Intercellular junctions. Desmosomes. This is the most common type of junction between the adjoining cells. At the site the desmosome the cell membrane is thickened because of the presence of a dense layer of protein on its inner surface. Between two thickened membranes there is a small gap. The region of the gap is rich in glycoprotein, which looks like a thin filaments. The thickened areas of the two membranes are held together by loop-shaped fibrils.
Zonulae adherens. This is similar to the desmosome, but the gap is devoid of the filaments.
Zonulae occludens.Two layers of glycocalyx are fused here. These junctions act as a barrier, that prevents the movement of molecules into the intercellular spaces. Zonulae occludens are also called tight junctions.

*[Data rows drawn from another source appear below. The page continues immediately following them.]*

//! UDP transport for DNS queries.
//!
//! One loop reads datagrams from the bound socket and hands each to its own
//! task, so a slow upstream race never holds up the next query.

use std::io;
use std::net::SocketAddr;
use std::sync::Arc;
use std::time::Instant;

use tokio::net::UdpSocket;
use tokio_util::sync::CancellationToken;
use tracing::{debug, error, info, warn};

use crate::error::{Error, Result};
use crate::resolver::{QueryAction, Resolver};

use super::{MAX_DNS_PACKET_SIZE, elapsed_ms};

/// UDP transport for the resolver.
pub struct UdpTransport {
    socket: Arc<UdpSocket>,
}

impl UdpTransport {
    /// Bind the listening socket.
    pub async fn bind(addr: SocketAddr) -> Result<Self> {
        let socket = UdpSocket::bind(addr).await.map_err(|source| Error::Bind {
            addr: addr.to_string(),
            source,
        })?;

        Ok(Self {
            socket: Arc::new(socket),
        })
    }

    pub fn local_addr(&self) -> io::Result<SocketAddr> {
        self.socket.local_addr()
    }

    /// Serve queries until `shutdown` is cancelled.
    pub async fn run(self, resolver: Arc<Resolver>, shutdown: CancellationToken) {
        let mut buf = [0u8; MAX_DNS_PACKET_SIZE];

        loop {
            let (len, src) = tokio::select! {
                _ = shutdown.cancelled() => {
                    info!("UDP transport stopping");
                    return;
                }
                result = self.socket.recv_from(&mut buf) => match result {
                    Ok(r) => r,
                    Err(e) => {
                        warn!(error = %e, "UDP recv error");
                        continue;
                    }
                },
            };

            tokio::spawn(handle_query(
                Arc::clone(&self.socket),
                Arc::clone(&resolver),
                buf[..len].to_vec(),
                src,
                shutdown.clone(),
            ));
        }
    }
}

/// Answer one datagram: blocked, cached or forwarded. Malformed queries,
/// failed races and cancelled work get no reply.
async fn handle_query(
    socket: Arc<UdpSocket>,
    resolver: Arc<Resolver>,
    query: Vec<u8>,
    src: SocketAddr,
    shutdown: CancellationToken,
) {
    if shutdown.is_cancelled() {
        return;
    }

    let start_time = Instant::now();

    let action = match resolver.process_query(&query) {
        Ok(action) => action,
        Err(e) => {
            resolver.stats().record_malformed();
            debug!(client = %src, error = %e, "dropping malformed query");
            return;
        }
    };

    match action {
        QueryAction::Blocked { response, domain } => {
            send(&socket, &response, src).await;
            let elapsed = elapsed_ms(start_time);
            resolver.stats().record_blocked(elapsed);
            debug!(%domain, elapsed_ms = elapsed, "BLOCKED");
        }
        QueryAction::Cached {
            response,
            query: parsed,
            needs_refresh,
        } => {
            send(&socket, &response, src).await;
            let elapsed = elapsed_ms(start_time);
            resolver.stats().record_cached(elapsed);
            debug!(domain = %parsed.domain, elapsed_ms = elapsed, needs_refresh, "CACHE HIT");

            if needs_refresh {
                resolver.spawn_refresh(parsed, query, shutdown);
            }
        }
        QueryAction::Forward { query: parsed } => {
            debug!(domain = %parsed.domain, "CACHE MISS - querying upstream");

            match resolver.forward(&parsed, &query, &shutdown).await {
                Ok(response) => {
                    if shutdown.is_cancelled() {
                        return;
                    }
                    send(&socket, &response, src).await;
                    let elapsed = elapsed_ms(start_time);
                    resolver.stats().record_forwarded(elapsed);
                    debug!(domain = %parsed.domain, elapsed_ms = elapsed, "FORWARDED");
                }
                Err(Error::Cancelled) => {}
                Err(e) => {
                    resolver.stats().record_failed();
                    error!(domain = %parsed.domain, error = %e, "failed to resolve");
                }
            }
        }
    }
}

async fn send(socket: &UdpSocket, response: &[u8], dest: SocketAddr) {
    if let Err(e) = socket.send_to(response, dest).await {
        warn!(client = %dest, error = %e, "UDP response error");
    }
}
//! Statistics tracking for the resolver.

use std::sync::atomic::{AtomicU64, Ordering};
use std::time::Instant;

use tracing::info;

/// Atomic statistics for tracking resolver behaviour.
pub struct Stats {
    blocked: AtomicU64,
    allowed: AtomicU64,
    cache_hits: AtomicU64,
    cache_misses: AtomicU64,
    forwarded: AtomicU64,
    failed: AtomicU64,
    malformed: AtomicU64,
    /// Cumulative response time in microseconds for averaging.
    total_response_time_us: AtomicU64,
    started_at: Instant,
}

impl Stats {
    pub fn new() -> Self {
        Self {
            blocked: AtomicU64::new(0),
            allowed: AtomicU64::new(0),
            cache_hits: AtomicU64::new(0),
            cache_misses: AtomicU64::new(0),
            forwarded: AtomicU64::new(0),
            failed: AtomicU64::new(0),
            malformed: AtomicU64::new(0),
            total_response_time_us: AtomicU64::new(0),
            started_at: Instant::now(),
        }
    }

    pub fn record_blocked(&self, response_time_ms: f64) {
        self.blocked.fetch_add(1, Ordering::Relaxed);
        self.add_response_time(response_time_ms);
    }

    pub fn record_cached(&self, response_time_ms: f64) {
        self.allowed.fetch_add(1, Ordering::Relaxed);
        self.cache_hits.fetch_add(1, Ordering::Relaxed);
        self.add_response_time(response_time_ms);
    }

    pub fn record_forwarded(&self, response_time_ms: f64) {
        self.allowed.fetch_add(1, Ordering::Relaxed);
        self.cache_misses.fetch_add(1, Ordering::Relaxed);
        self.forwarded.fetch_add(1, Ordering::Relaxed);
        self.add_response_time(response_time_ms);
    }

    /// A cache miss whose upstream race produced no answer.
    pub fn record_failed(&self) {
        self.allowed.fetch_add(1, Ordering::Relaxed);
        self.cache_misses.fetch_add(1, Ordering::Relaxed);
        self.failed.fetch_add(1, Ordering::Relaxed);
    }

    pub fn record_malformed(&self) {
        self.malformed.fetch_add(1, Ordering::Relaxed);
    }

    fn add_response_time(&self, response_time_ms: f64) {
        self.total_response_time_us
            .fetch_add((response_time_ms * 1000.0) as u64, Ordering::Relaxed);
    }

    pub fn snapshot_and_reset(&self) -> StatsSnapshot {
        let blocked = self.blocked.swap(0, Ordering::Relaxed);
        let allowed = self.allowed.swap(0, Ordering::Relaxed);
        let cache_hits = self.cache_hits.swap(0, Ordering::Relaxed);
        let cache_misses = self.cache_misses.swap(0, Ordering::Relaxed);
        let forwarded = self.forwarded.swap(0, Ordering::Relaxed);
        let failed = self.failed.swap(0, Ordering::Relaxed);
        let malformed = self.malformed.swap(0, Ordering::Relaxed);
        let total_us = self.total_response_time_us.swap(0, Ordering::Relaxed);

        let answered = blocked + cache_hits + forwarded;
        let avg_response_ms = if answered > 0 {
            (total_us as f64 / answered as f64) / 1000.0
        } else {
            0.0
        };

        StatsSnapshot {
            uptime_secs: self.started_at.elapsed().as_secs(),
            total: blocked + allowed,
            blocked,
            cache_hits,
            cache_misses,
            forwarded,
            failed,
            malformed,
            avg_response_ms,
        }
    }
}

impl Default for Stats {
    fn default() -> Self {
        Self::new()
    }
}

#[derive(Debug, Clone, PartialEq)]
pub struct StatsSnapshot {
    pub uptime_secs: u64,
    pub total: u64,
    pub blocked: u64,
    pub cache_hits: u64,
    pub cache_misses: u64,
    pub forwarded: u64,
    pub failed: u64,
    pub malformed: u64,
    pub avg_response_ms: f64,
}

impl StatsSnapshot {
    /// Percentage of queries that were blocked.
    pub fn block_rate(&self) -> f64 {
        percent(self.blocked, self.total)
    }

    /// Percentage of allowed queries answered from cache.
    pub fn cache_hit_rate(&self) -> f64 {
        percent(self.cache_hits, self.cache_hits + self.cache_misses)
    }

    pub fn log(&self, cache_len: usize) {
        info!(
            uptime_secs = self.uptime_secs,
            total = self.total,
            blocked = self.blocked,
            block_rate = format_args!("{:.1}%", self.block_rate()),
            cache_hit_rate = format_args!("{:.1}%", self.cache_hit_rate()),
            forwarded = self.forwarded,
            failed = self.failed,
            malformed = self.malformed,
            cache = cache_len,
            avg_response_ms = format_args!("{:.2}", self.avg_response_ms),
            "stats"
        );
    }
}

fn percent(part: u64, whole: u64) -> f64 {
    if whole == 0 {
        0.0
    } else {
        part as f64 / whole as f64 * 100.0
    }
}

#[cfg(test)]
mod tests {
    use super::*;

    #[test]
    fn snapshot_counts_and_rates() {
        let stats = Stats::new();
        stats.record_blocked(1.0);
        stats.record_cached(1.0);
        stats.record_cached(1.0);
        stats.record_cached(1.0);
        stats.record_forwarded(5.0);
        stats.record_failed();
        stats.record_malformed();

        let snapshot = stats.snapshot_and_reset();

        assert_eq!(snapshot.total, 6);
        assert_eq!(snapshot.blocked, 1);
        assert_eq!(snapshot.cache_hits, 3);
        assert_eq!(snapshot.cache_misses, 2);
        assert_eq!(snapshot.forwarded, 1);
        assert_eq!(snapshot.failed, 1);
        assert_eq!(snapshot.malformed, 1);
        assert!((snapshot.block_rate() - 100.0 / 6.0).abs() < 1e-9);
        assert!((snapshot.cache_hit_rate() - 60.0).abs() < 1e-9);
        assert!((snapshot.avg_response_ms - 9.0 / 5.0).abs() < 1e-9);
    }

    #[test]
    fn snapshot_resets_counters() {
        let stats = Stats::new();
        stats.record_blocked(1.0);
        stats.snapshot_and_reset();

        let snapshot = stats.snapshot_and_reset();

        assert_eq!(snapshot.total, 0);
        assert_eq!(snapshot.block_rate(), 0.0);
        assert_eq!(snapshot.cache_hit_rate(), 0.0);
        assert_eq!(snapshot.avg_response_ms, 0.0);
    }
}
//! dnsgate - a caching, filtering DNS resolver.
//!
//! Queries for blocked domains get a synthetic reply, everything else is
//! answered from a TTL-aware cache or by racing all configured upstreams.

pub mod cache;
pub mod dns;
pub mod error;
pub mod filter;
pub mod proxy;
pub mod resolver;
pub mod stats;
pub mod transport;
pub mod upstream;

pub use error::{Error, Result};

Gap junctions. The cell membranes lie very close to each other. The gap between two cell membranes is reduced. There are bead-like protein molecules in form of hexagon in this site. A minute canaliculus passing through each “bead” allows free passage of substances from one cell to another.
Cell membrane projections. Cilia are hair-like projections of the cell membrane, which contain a central pair of tubules, surrounded by nine pairs of tubules. All of them are linked with the basal body. Basal bodies are derived from centrioles. The proteins of the cilia are tubulin and dynein, which is ATP-active. The action of cilia helps in the movement of ova through the uterine tube, and of spermatozoa through the male genital tract.
Flagella have the same basic structure as cilia.
In the human body the best example of a flagellum is the tail of a spermatozoon.
Microvilli are finger-like projections from the cell surface. They contain numerous microfilaments and enzymes. The microvilli of some cells look like a brush border, for example, in digestion tract. They greatly increase the surface area of the cell. Modified microvilli are called stereocilia.